Now obviously, there could be other health issues that may be contributing to this and I'm not discouting that.

But, does anyone have any suggestions on some way we could possibly supplement to give her more calories and/or fat?


----------



## 20kidsonhill (Mar 20, 2013)

Rolled steamed corn.    1 cup twice a day mixed in with the feed that you are giving now. Start out with less and build up to the total amount over a few days.


----------



## ragdollcatlady (Mar 20, 2013)

I would be sure to give her actual alfalfa hay if possible. Boss and calf manna are good for adding nutrients and I haven't tried it, but beet pulp is supposed to be good for adding weight. Corn is a fattening food for animals, so you could go that route too.


----------



## treeclimber233 (Mar 20, 2013)

I have a doe that was in fine shape when  I bought her.  Then she kidded and did not respond to the wormer I was using.  When I finally got her wormed properly (thanks to everyone here) she looked like a skeleton walking around.  That was last summer and she is still much skinnier than my other goats.  I guess it just takes some goats longer to regain lost weight than others.


----------



## OneFineAcre (Mar 20, 2013)

20kidsonhill said:
			
		

> Rolled steamed corn.    1 cup twice a day mixed in with the feed that you are giving now. Start out with less and build up to the total amount over a few days.


What exactly is rolled steamed corn?  How do you do that?


----------



## OneFineAcre (Mar 20, 2013)

ragdollcatlady said:
			
		

> I would be sure to give her actual alfalfa hay if possible. Boss and calf manna are good for adding nutrients and I haven't tried it, but beet pulp is supposed to be good for adding weight. Corn is a fattening food for animals, so you could go that route too.


I had thought I would get some real alfalfa hay.
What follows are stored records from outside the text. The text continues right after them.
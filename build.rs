use std::env;
use std::path::PathBuf;

use anyhow::{Context, Result};
use fs_extra::copy_items;
use fs_extra::dir::CopyOptions;

/// The viewer resolves its OBJ/MTL sources relative to the executable, so
/// `assets/` has to travel along with every build.
fn main() -> Result<()> {
    println!("cargo:rerun-if-changed=assets/*");

    let manifest_dir = PathBuf::from(env::var("CARGO_MANIFEST_DIR")?);
    let assets = manifest_dir.join("assets");
    if !assets.exists() {
        // Nothing to ship (e.g. docs.rs builds).
        return Ok(());
    }

    let out_dir = env::var("OUT_DIR")?;
    let mut options = CopyOptions::new();
    options.overwrite = true;
    copy_items(&[assets], &out_dir, &options)
        .with_context(|| format!("copying assets/ into {}", out_dir))?;

    Ok(())
}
We know a Nubian breeder that feeds beef pulp because they can get skinny.  I may pick up a bag at TSC.  I've seen people on here using Boss.  Can see where that would add some fat.  But, I think the calcium/phosphorus ratio is pretty bad.  But, as a supplement it would probably be a good idea.

Thanks


----------



## OneFineAcre (Mar 20, 2013)

treeclimber233 said:
			
		

> I have a doe that was in fine shape when  I bought her.  Then she kidded and did not respond to the wormer I was using.  When I finally got her wormed properly (thanks to everyone here) she looked like a skeleton walking around.  That was last summer and she is still much skinnier than my other goats.  I guess it just takes some goats longer to regain lost weight than others.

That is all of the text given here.